=== Dataset entries ===
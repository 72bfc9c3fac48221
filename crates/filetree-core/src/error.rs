use thiserror::Error;

use filetree_store::StoreError;

use crate::protocol::ErrorKind;

/// Outcome taxonomy for tree requests. Every failure surfaces as one of
/// these; a request never returns a partial page.
#[derive(Debug, Error)]
pub enum TreeError {
    #[error("path not found: {0:?}")]
    NotFound(String),
    #[error("invalid argument: {0}")]
    InvalidArgument(String),
    #[error("store unavailable: {0}")]
    Unavailable(#[source] std::io::Error),
    #[error("request cancelled")]
    Cancelled,
}

impl TreeError {
    /// Wire-level kind for this error.
    pub fn kind(&self) -> ErrorKind {
        match self {
            TreeError::NotFound(_) => ErrorKind::NotFound,
            TreeError::InvalidArgument(_) => ErrorKind::InvalidArgument,
            TreeError::Unavailable(_) => ErrorKind::Unavailable,
            TreeError::Cancelled => ErrorKind::Cancelled,
        }
    }
}

impl From<StoreError> for TreeError {
    fn from(err: StoreError) -> Self {
        match err {
            // A leaf target gets the same answer as a missing one.
            StoreError::NotFound(path) | StoreError::NotAContainer(path) => {
                TreeError::NotFound(path)
            }
            StoreError::Io(e) => TreeError::Unavailable(e),
        }
    }
}

#[cfg(test)]
mod tests {
    use super::*;

    #[test]
    fn test_store_error_mapping() {
        let err: TreeError = StoreError::NotFound("x".to_string()).into();
        assert!(matches!(err, TreeError::NotFound(_)));

        let err: TreeError = StoreError::NotAContainer("x".to_string()).into();
        assert!(matches!(err, TreeError::NotFound(_)));

        let io = std::io::Error::new(std::io::ErrorKind::PermissionDenied, "denied");
        let err: TreeError = StoreError::Io(io).into();
        assert!(matches!(err, TreeError::Unavailable(_)));
        assert_eq!(err.kind(), ErrorKind::Unavailable);
    }
}
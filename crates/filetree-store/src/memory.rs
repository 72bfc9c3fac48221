use std::collections::BTreeMap;

use crate::store::{join_path, normalize_path, FileStore, StoreEntry, StoreError};

#[derive(Debug, Clone)]
enum Node {
    Container(BTreeMap<String, Node>),
    Leaf,
}

/// In-memory store over a nested map. Used by tests and demos; the
/// builder creates intermediate containers on demand.
#[derive(Debug, Clone, Default)]
pub struct MemoryFileStore {
    root: BTreeMap<String, Node>,
}

impl MemoryFileStore {
    pub fn new() -> Self {
        Self::default()
    }

    /// Add a leaf entry, creating intermediate containers.
    pub fn with_file(mut self, path: &str) -> Self {
        self.insert(path, Node::Leaf);
        self
    }

    /// Add an (empty) container entry, creating intermediate containers.
    pub fn with_container(mut self, path: &str) -> Self {
        self.insert(path, Node::Container(BTreeMap::new()));
        self
    }

    fn insert(&mut self, path: &str, node: Node) {
        let path = normalize_path(path).expect("valid path in builder");
        let mut segments = path.split('/').filter(|s| !s.is_empty()).peekable();
        let mut current = &mut self.root;
        while let Some(segment) = segments.next() {
            if segments.peek().is_none() {
                current.insert(segment.to_string(), node);
                return;
            }
            let next = current
                .entry(segment.to_string())
                .or_insert_with(|| Node::Container(BTreeMap::new()));
            current = match next {
                Node::Container(map) => map,
                Node::Leaf => panic!("{:?} is a leaf, cannot nest under it", segment),
            };
        }
    }

    /// `Ok(None)` means the path does not resolve; the root resolves to a
    /// virtual container over the top-level map.
    fn find(&self, path: &str) -> Option<Option<&Node>> {
        let path = normalize_path(path)?;
        if path.is_empty() {
            return Some(None);
        }
        let mut current = &self.root;
        let mut segments = path.split('/').peekable();
        while let Some(segment) = segments.next() {
            let node = current.get(segment)?;
            if segments.peek().is_none() {
                return Some(Some(node));
            }
            current = match node {
                Node::Container(map) => map,
                Node::Leaf => return None,
            };
        }
        None
    }

    fn children_of(&self, path: &str) -> Result<&BTreeMap<String, Node>, StoreError> {
        match self.find(path) {
            None => Err(StoreError::NotFound(path.to_string())),
            Some(None) => Ok(&self.root),
            Some(Some(Node::Container(map))) => Ok(map),
            Some(Some(Node::Leaf)) => Err(StoreError::NotAContainer(path.to_string())),
        }
    }
}

impl FileStore for MemoryFileStore {
    fn exists(&self, path: &str) -> bool {
        self.find(path).is_some()
    }

    fn entry(&self, path: &str) -> Result<Option<StoreEntry>, StoreError> {
        let normalized = match normalize_path(path) {
            Some(p) => p,
            None => return Ok(None),
        };
        let node = match self.find(&normalized) {
            Some(n) => n,
            None => return Ok(None),
        };
        let name = normalized.rsplit('/').next().unwrap_or("").to_string();
        let is_container = !matches!(node, Some(Node::Leaf));
        Ok(Some(StoreEntry {
            name,
            path: normalized,
            is_container,
        }))
    }

    fn list_children(&self, path: &str) -> Result<Vec<StoreEntry>, StoreError> {
        let normalized =
            normalize_path(path).ok_or_else(|| StoreError::NotFound(path.to_string()))?;
        let children = self.children_of(&normalized)?;
        Ok(children
            .iter()
            .map(|(name, node)| StoreEntry {
                name: name.clone(),
                path: join_path(&normalized, name),
                is_container: matches!(node, Node::Container(_)),
            })
            .collect())
    }

    fn has_children(&self, path: &str) -> Result<bool, StoreError> {
        match self.find(path) {
            None => Err(StoreError::NotFound(path.to_string())),
            Some(None) => Ok(!self.root.is_empty()),
            Some(Some(Node::Container(map))) => Ok(!map.is_empty()),
            Some(Some(Node::Leaf)) => Ok(false),
        }
    }
}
===
Copy out all the entries shown above, character for character.

repository 72bfc9c3fac48221
filename crates/filetree-core/src/error.rs
use thiserror::Error;

use filetree_store::StoreError;

use crate::protocol::ErrorKind;

/// Outcome taxonomy for tree requests. Every failure surfaces as one of
/// these; a request never returns a partial page.
#[derive(Debug, Error)]
pub enum TreeError {
    #[error("path not found: {0:?}")]
    NotFound(String),
    #[error("invalid argument: {0}")]
    InvalidArgument(String),
    #[error("store unavailable: {0}")]
    Unavailable(#[source] std::io::Error),
    #[error("request cancelled")]
    Cancelled,
}

impl TreeError {
    /// Wire-level kind for this error.
    pub fn kind(&self) -> ErrorKind {
        match self {
            TreeError::NotFound(_) => ErrorKind::NotFound,
            TreeError::InvalidArgument(_) => ErrorKind::InvalidArgument,
            TreeError::Unavailable(_) => ErrorKind::Unavailable,
            TreeError::Cancelled => ErrorKind::Cancelled,
        }
    }
}

impl From<StoreError> for TreeError {
    fn from(err: StoreError) -> Self {
        match err {
            // A leaf target gets the same answer as a missing one.
            StoreError::NotFound(path) | StoreError::NotAContainer(path) => {
                TreeError::NotFound(path)
            }
            StoreError::Io(e) => TreeError::Unavailable(e),
        }
    }
}

#[cfg(test)]
mod tests {
    use super::*;

    #[test]
    fn test_store_error_mapping() {
        let err: TreeError = StoreError::NotFound("x".to_string()).into();
        assert!(matches!(err, TreeError::NotFound(_)));

        let err: TreeError = StoreError::NotAContainer("x".to_string()).into();
        assert!(matches!(err, TreeError::NotFound(_)));

        let io = std::io::Error::new(std::io::ErrorKind::PermissionDenied, "denied");
        let err: TreeError = StoreError::Io(io).into();
        assert!(matches!(err, TreeError::Unavailable(_)));
        assert_eq!(err.kind(), ErrorKind::Unavailable);
    }
}
filename crates/filetree-store/src/memory.rs
repository 72bfc9c3fac48221
use std::collections::BTreeMap;

use crate::store::{join_path, normalize_path, FileStore, StoreEntry, StoreError};

#[derive(Debug, Clone)]
enum Node {
    Container(BTreeMap<String, Node>),
    Leaf,
}

/// In-memory store over a nested map. Used by tests and demos; the
/// builder creates intermediate containers on demand.
#[derive(Debug, Clone, Default)]
pub struct MemoryFileStore {
    root: BTreeMap<String, Node>,
}

impl MemoryFileStore {
    pub fn new() -> Self {
        Self::default()
    }

    /// Add a leaf entry, creating intermediate containers.
    pub fn with_file(mut self, path: &str) -> Self {
        self.insert(path, Node::Leaf);
        self
    }

    /// Add an (empty) container entry, creating intermediate containers.
    pub fn with_container(mut self, path: &str) -> Self {
        self.insert(path, Node::Container(BTreeMap::new()));
        self
    }

    fn insert(&mut self, path: &str, node: Node) {
        let path = normalize_path(path).expect("valid path in builder");
        let mut segments = path.split('/').filter(|s| !s.is_empty()).peekable();
        let mut current = &mut self.root;
        while let Some(segment) = segments.next() {
            if segments.peek().is_none() {
                current.insert(segment.to_string(), node);
                return;
            }
            let next = current
                .entry(segment.to_string())
                .or_insert_with(|| Node::Container(BTreeMap::new()));
            current = match next {
                Node::Container(map) => map,
                Node::Leaf => panic!("{:?} is a leaf, cannot nest under it", segment),
            };
        }
    }

    /// `Ok(None)` means the path does not resolve; the root resolves to a
    /// virtual container over the top-level map.
    fn find(&self, path: &str) -> Option<Option<&Node>> {
        let path = normalize_path(path)?;
        if path.is_empty() {
            return Some(None);
        }
        let mut current = &self.root;
        let mut segments = path.split('/').peekable();
        while let Some(segment) = segments.next() {
            let node = current.get(segment)?;
            if segments.peek().is_none() {
                return Some(Some(node));
            }
            current = match node {
                Node::Container(map) => map,
                Node::Leaf => return None,
            };
        }
        None
    }

    fn children_of(&self, path: &str) -> Result<&BTreeMap<String, Node>, StoreError> {
        match self.find(path) {
            None => Err(StoreError::NotFound(path.to_string())),
            Some(None) => Ok(&self.root),
            Some(Some(Node::Container(map))) => Ok(map),
            Some(Some(Node::Leaf)) => Err(StoreError::NotAContainer(path.to_string())),
        }
    }
}

impl FileStore for MemoryFileStore {
    fn exists(&self, path: &str) -> bool {
        self.find(path).is_some()
    }

    fn entry(&self, path: &str) -> Result<Option<StoreEntry>, StoreError> {
        let normalized = match normalize_path(path) {
            Some(p) => p,
            None => return Ok(None),
        };
        let node = match self.find(&normalized) {
            Some(n) => n,
            None => return Ok(None),
        };
        let name = normalized.rsplit('/').next().unwrap_or("").to_string();
        let is_container = !matches!(node, Some(Node::Leaf));
        Ok(Some(StoreEntry {
            name,
            path: normalized,
            is_container,
        }))
    }

    fn list_children(&self, path: &str) -> Result<Vec<StoreEntry>, StoreError> {
        let normalized =
            normalize_path(path).ok_or_else(|| StoreError::NotFound(path.to_string()))?;
        let children = self.children_of(&normalized)?;
        Ok(children
            .iter()
            .map(|(name, node)| StoreEntry {
                name: name.clone(),
                path: join_path(&normalized, name),
                is_container: matches!(node, Node::Container(_)),
            })
            .collect())
    }

    fn has_children(&self, path: &str) -> Result<bool, StoreError> {
        match self.find(path) {
            None => Err(StoreError::NotFound(path.to_string())),
            Some(None) => Ok(!self.root.is_empty()),
            Some(Some(Node::Container(map))) => Ok(!map.is_empty()),
            Some(Some(Node::Leaf)) => Ok(false),
        }
    }
}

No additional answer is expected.